5.What is weight decay? 什么是权重衰减

  • A regularization technique (such as L2 regularization) that results in gradient descent shrinking the weights on every iteration. 正确
  • The process of gradually decreasing the learning rate during training.
  • Gradual corruption of the weights in the NN if it is trained on noisy data.
  • A technique to avoid vanishing gradient by imposing a ceiling on the values of the weights



6.What happens when you increase the regularization hyperparameter lambda?

  • Weights are pushed toward becoming smaller (closer to 0) 正确
  • Weights are pushed toward becoming bigger (further from 0)
  • Doubling lambda should roughly result in doubling the weights
  • Gradient descent taking bigger steps with each iteration (proportional to lambda)

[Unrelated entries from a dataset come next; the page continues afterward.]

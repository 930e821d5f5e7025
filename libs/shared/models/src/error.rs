use axum::{
    http::StatusCode,
    response::{IntoResponse, Response},
    Json,
};
use serde_json::json;
use thiserror::Error;

#[derive(Error, Debug)]
pub enum AppError {
    #[error("Authentication error: {0}")]
    Auth(String),

    #[error("Not Found: {0}")]
    NotFound(String),

    #[error("Bad Request: {0}")]
    BadRequest(String),

    #[error("Conflict: {0}")]
    Conflict(String),

    #[error("Internal Server Error: {0}")]
    Internal(String),

    #[error("External service error: {0}")]
    ExternalService(String),
}

impl AppError {
    pub fn status_code(&self) -> StatusCode {
        match self {
            AppError::Auth(_) => StatusCode::UNAUTHORIZED,
            AppError::NotFound(_) => StatusCode::NOT_FOUND,
            AppError::BadRequest(_) => StatusCode::BAD_REQUEST,
            AppError::Conflict(_) => StatusCode::CONFLICT,
            AppError::Internal(_) => StatusCode::INTERNAL_SERVER_ERROR,
            AppError::ExternalService(_) => StatusCode::BAD_GATEWAY,
        }
    }
}

impl IntoResponse for AppError {
    fn into_response(self) -> Response {
        let status = self.status_code();
        let message = match &self {
            AppError::Auth(msg)
            | AppError::NotFound(msg)
            | AppError::BadRequest(msg)
            | AppError::Conflict(msg)
            | AppError::Internal(msg)
            | AppError::ExternalService(msg) => msg.clone(),
        };

        tracing::error!("Error: {}: {}", status, message);

        let body = Json(json!({
            "error": message
        }));

        (status, body).into_response()
    }
}
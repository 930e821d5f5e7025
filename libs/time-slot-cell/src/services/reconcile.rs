use std::collections::{HashMap, HashSet};

use tracing::debug;

use crate::models::{DepartmentId, Exception, ExceptionId, Reservation, SlotStatus, TimePoint};
use crate::services::departments::DepartmentDirectory;
use crate::services::grid::SlotGrid;

/// Derives every slot's status from the store's records.
///
/// An exception wins over a reservation at the same time. Pending statuses
/// on the input grid are discarded. The result does not depend on record order.
pub fn reconcile(
    grid: &SlotGrid,
    exceptions: &[Exception],
    reservations: &[Reservation],
    department_id: DepartmentId,
    directory: &DepartmentDirectory,
) -> SlotGrid {
    let mut blocked: HashMap<TimePoint, ExceptionId> = HashMap::new();
    for exception in exceptions
        .iter()
        .filter(|e| e.department_id == department_id)
    {
        blocked
            .entry(exception.time)
            .and_modify(|id| *id = (*id).min(exception.exception_id))
            .or_insert(exception.exception_id);
    }

    let reserved: HashSet<TimePoint> = reservations
        .iter()
        .filter(|r| directory.matches(r, department_id))
        .map(|r| r.time)
        .collect();

    let mut next = grid.clone();
    for slot in next.slots_mut() {
        if let Some(exception_id) = blocked.get(&slot.time) {
            slot.status = SlotStatus::Blocked;
            slot.exception_id = Some(*exception_id);
        } else if reserved.contains(&slot.time) {
            slot.status = SlotStatus::Reserved;
            slot.exception_id = None;
        } else {
            slot.status = SlotStatus::Open;
            slot.exception_id = None;
        }
    }

    debug!(
        "Reconciled department {}: {} blocked, {} reserved",
        department_id,
        blocked.len(),
        reserved.len()
    );

    next
}
use std::sync::Arc;

use axum::{
    Router,
    routing::get,
};

use time_slot_cell::{time_slot_routes, TimeSlotState};

pub fn create_router(state: Arc<TimeSlotState>) -> Router {
    Router::new()
        .route("/", get(|| async { "Time slot admin API is running!" }))
        .nest("/time-slots", time_slot_routes(state))
}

7.With the inverted dropout technique, at test time:
使用反向随机失活(inverted dropout),在测试时候

  • You apply dropout (randomly eliminate units) and do not keep the 1/keep_prob factor in the calculations used in training
  • You apply dropout (randomly eliminate units) but keep the 1/keep_prob factor in the calculations used in training
  • You do not apply dropout (do not randomly eliminate units) but keep the 1/keep_prob factor in the calculations used in training 正确
  • You do not apply dropout (do not randomly eliminate units) and do not keep the 1/keep_prob factor in the calculations used in training



8.Increasing the parameter keep_prob from (say) 0.5 to 0.6 will likely cause the following: (Check the two that apply)

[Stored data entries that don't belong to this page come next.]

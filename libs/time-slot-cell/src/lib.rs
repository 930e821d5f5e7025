pub mod error;
pub mod handlers;
pub mod models;
pub mod router;
pub mod services;

pub use error::TimeSlotError;
pub use models::*;
pub use router::time_slot_routes;
pub use services::{
    AvailabilityStore, BoardRegistry, DepartmentDirectory, HttpAvailabilityStore, SlotBoard,
    SlotGrid, TimeSlotState,
};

  • Increasing the regularization effect
  • Reducing the regularization effect 正确。
  • Causing the neural network to end up with a higher training set error
  • Causing the neural network to end up with a lower training set error 正确



9.Which of these techniques are useful for reducing variance (reducing overfitting)? (Check all that apply.)

  • Xavier初始化
  • Dropout 正确
  • Gradient Checking
  • Exploding gradient
  • L2 regularization 正确
  • Vanishing gradient
  • Data augmentation 正确



10.Why do we normalize the inputs x?

  • It makes the parameter initialization faster
  • It makes the cost function faster to optimize 正确。
  • Normalization is another word for regularization–It helps to reduce variance
  • It makes it easier to visualize the data.